边缘 AI 通过直接在设备(如摄像头或边缘服务器)上处理数据,而非依赖于远程云服务器,从而实现实时视频分析。 这种本地处理最大限度地减少了延迟,这对于需要立即响应的应用程序至关重要,例如安全系统或自动驾驶汽车。 通过在边缘硬件(例如,GPU、TPU 或专用 AI 芯片)上运行机器学习模型,可以逐帧分析视频流,而不会因数据传输到云而产生延迟。 例如,具有边缘 AI 的监控摄像头可以实时检测未经授权的入侵,立即触发警报,而无需往返服务器。
边缘 AI 还解决了带宽和隐私限制。 将原始视频传输到云会消耗大量带宽并引起数据安全问题。 使用边缘 AI,仅发送相关元数据(例如,“下午 3 点检测到人员”)或带注释的视频片段,从而减少网络负载。 例如,使用边缘 AI 的交通管理系统可以在本地处理来自摄像头的实时视频,以计数车辆或检测事故,并将汇总数据发送到中央仪表板,而不是流式传输数小时的视频。 这种方法在连接受限的环境中尤其有用,例如偏远的工业场所或移动车辆(如无人机),在这些环境中必须脱机进行实时决策。
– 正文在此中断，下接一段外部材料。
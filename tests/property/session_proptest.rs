//! Property-based tests for the session model and token store

use proptest::prelude::*;
use std::sync::Arc;
use storefront::client::{MemoryStorage, Session, SessionUpdate, TokenStore, UserProjection, UserSnapshot};
use storefront::shared::RoleName;

fn role() -> impl Strategy<Value = RoleName> {
    prop_oneof![
        Just(RoleName::Owner),
        Just(RoleName::Admin),
        Just(RoleName::Manager),
        Just(RoleName::Staff),
        Just(RoleName::Customer),
        "[A-Z]{3,10}".prop_map(RoleName::from),
    ]
}

prop_compose! {
    fn user()(
        id in "[a-z]{1,8}",
        display_name in prop::option::of("[A-Za-z ]{0,12}"),
        mobile_number in prop::option::of("[0-9]{10}"),
        roles in prop::collection::btree_set(role(), 0..4),
        permissions in prop::collection::vec("[a-z.]{1,12}", 0..4),
        mobile_confirmed in any::<bool>(),
    ) -> UserSnapshot {
        UserSnapshot { id, display_name, mobile_number, roles, permissions, mobile_confirmed }
    }
}

prop_compose! {
    fn update()(
        access_token in prop::option::of("[A-Za-z0-9]{8,16}"),
        refresh_token in prop::option::of("[A-Za-z0-9]{8,16}"),
        user in prop::option::of(user()),
    ) -> SessionUpdate {
        SessionUpdate { access_token, refresh_token, user }
    }
}

proptest! {
    #[test]
    fn test_apply_keeps_fields_the_update_omits(first in update(), second in update()) {
        let mut session = Session::default();
        session.apply(first.clone());
        session.apply(second.clone());

        prop_assert_eq!(session.access_token, second.access_token.or(first.access_token));
        prop_assert_eq!(session.refresh_token, second.refresh_token.or(first.refresh_token));
        prop_assert_eq!(session.user, second.user.or(first.user));
    }

    #[test]
    fn test_projection_never_carries_mobile_number(user in user()) {
        let json = serde_json::to_string(&UserProjection::from(&user)).unwrap();

        if let Some(mobile) = &user.mobile_number {
            prop_assert!(!json.contains(mobile.as_str()));
        }

        let restored = UserSnapshot::from(serde_json::from_str::<UserProjection>(&json).unwrap());
        prop_assert_eq!(restored.id, user.id);
        prop_assert_eq!(restored.roles, user.roles);
        prop_assert_eq!(restored.mobile_confirmed, user.mobile_confirmed);
    }

    #[test]
    fn test_clear_twice_equals_clear_once(update in update(), loading in any::<bool>()) {
        let (once, twice, keys) = tokio_test::block_on(async {
            let storage = Arc::new(MemoryStorage::new());
            let store = TokenStore::new(storage.clone());
            store.set(update).await;
            store.set_loading(loading).await;

            store.clear().await;
            let once = store.get().await;
            store.clear().await;
            let twice = store.get().await;
            (once, twice, storage.keys().await)
        });

        prop_assert_eq!(&once, &Session::default());
        prop_assert_eq!(once, twice);
        prop_assert!(keys.is_empty());
    }

    #[test]
    fn test_restore_returns_what_was_persisted(update in update()) {
        let (written, restored) = tokio_test::block_on(async {
            let storage = Arc::new(MemoryStorage::new());
            let store = TokenStore::new(storage.clone());
            store.set(update).await;
            let written = store.get().await;
            let restored = TokenStore::restore(storage).await.get().await;
            (written, restored)
        });

        prop_assert_eq!(restored.access_token, written.access_token);
        prop_assert!(restored.refresh_token.is_none());
        prop_assert_eq!(
            restored.user.map(|user| UserProjection::from(&user)),
            written.user.map(|user| UserProjection::from(&user))
        );
    }

    #[test]
    fn test_role_names_survive_the_wire(role in role()) {
        let json = serde_json::to_string(&role).unwrap();
        let back: RoleName = serde_json::from_str(&json).unwrap();

        prop_assert_eq!(back, role);
    }
}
开发人员使用针对低功耗设备优化的框架(例如 TensorFlow Lite、ONNX Runtime 或 OpenVINO)来实现边缘 AI。 这些工具允许压缩和优化模型,以便在资源受限的硬件上部署,而不会牺牲准确性。 零售商店可以使用边缘 AI 通过店内摄像头分析客户行为,运行轻量级姿势估计模型来跟踪移动模式。 通过在多个边缘节点上分配处理,系统可以有效地扩展 - 例如,一个智能城市部署了数百个摄像头,每个摄像头都处理自己的分析。 这种架构避免了集中的服务器瓶颈,并确保即使单个节点发生故障也能保证可靠性。